◆ What to work on: Provide a verbatim copy of the data below.

◆ Exercise input:
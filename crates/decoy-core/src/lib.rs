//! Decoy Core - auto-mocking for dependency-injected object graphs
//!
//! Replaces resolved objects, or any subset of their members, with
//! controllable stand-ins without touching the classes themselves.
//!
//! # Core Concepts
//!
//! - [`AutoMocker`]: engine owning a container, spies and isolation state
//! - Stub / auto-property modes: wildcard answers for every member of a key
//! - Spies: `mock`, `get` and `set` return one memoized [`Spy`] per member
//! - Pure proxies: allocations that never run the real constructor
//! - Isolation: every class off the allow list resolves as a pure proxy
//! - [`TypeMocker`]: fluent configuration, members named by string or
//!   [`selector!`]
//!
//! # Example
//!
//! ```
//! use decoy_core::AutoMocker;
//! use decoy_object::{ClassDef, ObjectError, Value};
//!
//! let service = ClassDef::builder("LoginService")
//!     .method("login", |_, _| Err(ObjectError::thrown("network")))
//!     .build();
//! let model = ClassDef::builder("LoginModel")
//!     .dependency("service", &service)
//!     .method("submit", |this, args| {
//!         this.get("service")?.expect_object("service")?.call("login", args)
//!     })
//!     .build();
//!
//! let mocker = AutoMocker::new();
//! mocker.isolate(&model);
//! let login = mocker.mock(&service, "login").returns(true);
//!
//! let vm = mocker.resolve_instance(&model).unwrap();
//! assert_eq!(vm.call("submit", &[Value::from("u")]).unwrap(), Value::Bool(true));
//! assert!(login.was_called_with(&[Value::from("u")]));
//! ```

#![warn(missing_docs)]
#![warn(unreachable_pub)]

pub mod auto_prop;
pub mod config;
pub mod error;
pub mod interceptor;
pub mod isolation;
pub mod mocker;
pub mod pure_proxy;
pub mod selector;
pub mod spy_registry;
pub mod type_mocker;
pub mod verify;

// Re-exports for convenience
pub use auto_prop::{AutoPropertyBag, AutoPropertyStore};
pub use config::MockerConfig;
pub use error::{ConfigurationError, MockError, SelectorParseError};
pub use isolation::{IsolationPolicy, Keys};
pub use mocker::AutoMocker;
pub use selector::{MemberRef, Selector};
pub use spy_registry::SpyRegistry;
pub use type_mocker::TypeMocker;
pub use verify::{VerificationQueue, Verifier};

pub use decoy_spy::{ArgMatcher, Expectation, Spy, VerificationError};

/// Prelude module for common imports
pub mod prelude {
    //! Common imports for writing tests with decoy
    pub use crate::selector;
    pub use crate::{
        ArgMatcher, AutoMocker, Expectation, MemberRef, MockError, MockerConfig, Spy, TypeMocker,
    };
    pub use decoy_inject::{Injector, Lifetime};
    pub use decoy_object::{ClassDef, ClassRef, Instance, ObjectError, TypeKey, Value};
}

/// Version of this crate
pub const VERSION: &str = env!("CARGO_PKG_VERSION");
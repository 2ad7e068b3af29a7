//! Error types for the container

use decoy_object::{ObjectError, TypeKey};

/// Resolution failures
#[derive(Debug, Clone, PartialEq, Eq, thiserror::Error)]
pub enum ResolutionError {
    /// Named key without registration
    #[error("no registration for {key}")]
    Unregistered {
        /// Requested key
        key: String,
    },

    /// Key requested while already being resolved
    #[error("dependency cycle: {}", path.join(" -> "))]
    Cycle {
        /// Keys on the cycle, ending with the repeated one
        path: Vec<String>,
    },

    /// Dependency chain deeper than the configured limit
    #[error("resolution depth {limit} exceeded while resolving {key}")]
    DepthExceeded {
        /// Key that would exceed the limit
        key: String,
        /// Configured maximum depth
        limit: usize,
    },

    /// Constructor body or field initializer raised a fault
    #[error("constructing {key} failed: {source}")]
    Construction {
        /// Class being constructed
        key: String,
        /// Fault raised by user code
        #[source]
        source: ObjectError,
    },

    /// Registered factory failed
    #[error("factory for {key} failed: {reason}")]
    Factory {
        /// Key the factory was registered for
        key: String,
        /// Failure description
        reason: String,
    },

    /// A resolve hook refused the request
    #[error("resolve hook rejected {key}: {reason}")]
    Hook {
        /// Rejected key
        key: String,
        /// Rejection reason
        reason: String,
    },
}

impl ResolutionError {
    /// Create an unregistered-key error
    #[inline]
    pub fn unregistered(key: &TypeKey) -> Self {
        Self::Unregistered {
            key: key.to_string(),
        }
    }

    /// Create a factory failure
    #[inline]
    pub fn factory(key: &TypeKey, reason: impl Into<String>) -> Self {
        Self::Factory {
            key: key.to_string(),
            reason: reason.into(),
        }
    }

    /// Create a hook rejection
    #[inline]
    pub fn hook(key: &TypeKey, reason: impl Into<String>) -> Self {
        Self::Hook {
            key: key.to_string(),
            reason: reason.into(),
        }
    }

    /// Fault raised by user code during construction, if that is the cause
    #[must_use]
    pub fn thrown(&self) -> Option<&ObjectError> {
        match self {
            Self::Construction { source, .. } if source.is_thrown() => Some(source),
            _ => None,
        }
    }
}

◆ Task result:
filename crates/decoy-core/src/lib.rs
//! Decoy Core - auto-mocking for dependency-injected object graphs
//!
//! Replaces resolved objects, or any subset of their members, with
//! controllable stand-ins without touching the classes themselves.
//!
//! # Core Concepts
//!
//! - [`AutoMocker`]: engine owning a container, spies and isolation state
//! - Stub / auto-property modes: wildcard answers for every member of a key
//! - Spies: `mock`, `get` and `set` return one memoized [`Spy`] per member
//! - Pure proxies: allocations that never run the real constructor
//! - Isolation: every class off the allow list resolves as a pure proxy
//! - [`TypeMocker`]: fluent configuration, members named by string or
//!   [`selector!`]
//!
//! # Example
//!
//! ```
//! use decoy_core::AutoMocker;
//! use decoy_object::{ClassDef, ObjectError, Value};
//!
//! let service = ClassDef::builder("LoginService")
//!     .method("login", |_, _| Err(ObjectError::thrown("network")))
//!     .build();
//! let model = ClassDef::builder("LoginModel")
//!     .dependency("service", &service)
//!     .method("submit", |this, args| {
//!         this.get("service")?.expect_object("service")?.call("login", args)
//!     })
//!     .build();
//!
//! let mocker = AutoMocker::new();
//! mocker.isolate(&model);
//! let login = mocker.mock(&service, "login").returns(true);
//!
//! let vm = mocker.resolve_instance(&model).unwrap();
//! assert_eq!(vm.call("submit", &[Value::from("u")]).unwrap(), Value::Bool(true));
//! assert!(login.was_called_with(&[Value::from("u")]));
//! ```

#![warn(missing_docs)]
#![warn(unreachable_pub)]

pub mod auto_prop;
pub mod config;
pub mod error;
pub mod interceptor;
pub mod isolation;
pub mod mocker;
pub mod pure_proxy;
pub mod selector;
pub mod spy_registry;
pub mod type_mocker;
pub mod verify;

// Re-exports for convenience
pub use auto_prop::{AutoPropertyBag, AutoPropertyStore};
pub use config::MockerConfig;
pub use error::{ConfigurationError, MockError, SelectorParseError};
pub use isolation::{IsolationPolicy, Keys};
pub use mocker::AutoMocker;
pub use selector::{MemberRef, Selector};
pub use spy_registry::SpyRegistry;
pub use type_mocker::TypeMocker;
pub use verify::{VerificationQueue, Verifier};

pub use decoy_spy::{ArgMatcher, Expectation, Spy, VerificationError};

/// Prelude module for common imports
pub mod prelude {
    //! Common imports for writing tests with decoy
    pub use crate::selector;
    pub use crate::{
        ArgMatcher, AutoMocker, Expectation, MemberRef, MockError, MockerConfig, Spy, TypeMocker,
    };
    pub use decoy_inject::{Injector, Lifetime};
    pub use decoy_object::{ClassDef, ClassRef, Instance, ObjectError, TypeKey, Value};
}

/// Version of this crate
pub const VERSION: &str = env!("CARGO_PKG_VERSION");
repository 2ad7e068b3af29a7
//! Error types for the container

use decoy_object::{ObjectError, TypeKey};

/// Resolution failures
#[derive(Debug, Clone, PartialEq, Eq, thiserror::Error)]
pub enum ResolutionError {
    /// Named key without registration
    #[error("no registration for {key}")]
    Unregistered {
        /// Requested key
        key: String,
    },

    /// Key requested while already being resolved
    #[error("dependency cycle: {}", path.join(" -> "))]
    Cycle {
        /// Keys on the cycle, ending with the repeated one
        path: Vec<String>,
    },

    /// Dependency chain deeper than the configured limit
    #[error("resolution depth {limit} exceeded while resolving {key}")]
    DepthExceeded {
        /// Key that would exceed the limit
        key: String,
        /// Configured maximum depth
        limit: usize,
    },

    /// Constructor body or field initializer raised a fault
    #[error("constructing {key} failed: {source}")]
    Construction {
        /// Class being constructed
        key: String,
        /// Fault raised by user code
        #[source]
        source: ObjectError,
    },

    /// Registered factory failed
    #[error("factory for {key} failed: {reason}")]
    Factory {
        /// Key the factory was registered for
        key: String,
        /// Failure description
        reason: String,
    },

    /// A resolve hook refused the request
    #[error("resolve hook rejected {key}: {reason}")]
    Hook {
        /// Rejected key
        key: String,
        /// Rejection reason
        reason: String,
    },
}

impl ResolutionError {
    /// Create an unregistered-key error
    #[inline]
    pub fn unregistered(key: &TypeKey) -> Self {
        Self::Unregistered {
            key: key.to_string(),
        }
    }

    /// Create a factory failure
    #[inline]
    pub fn factory(key: &TypeKey, reason: impl Into<String>) -> Self {
        Self::Factory {
            key: key.to_string(),
            reason: reason.into(),
        }
    }

    /// Create a hook rejection
    #[inline]
    pub fn hook(key: &TypeKey, reason: impl Into<String>) -> Self {
        Self::Hook {
            key: key.to_string(),
            reason: reason.into(),
        }
    }

    /// Fault raised by user code during construction, if that is the cause
    #[must_use]
    pub fn thrown(&self) -> Option<&ObjectError> {
        match self {
            Self::Construction { source, .. } if source.is_thrown() => Some(source),
            _ => None,
        }
    }
}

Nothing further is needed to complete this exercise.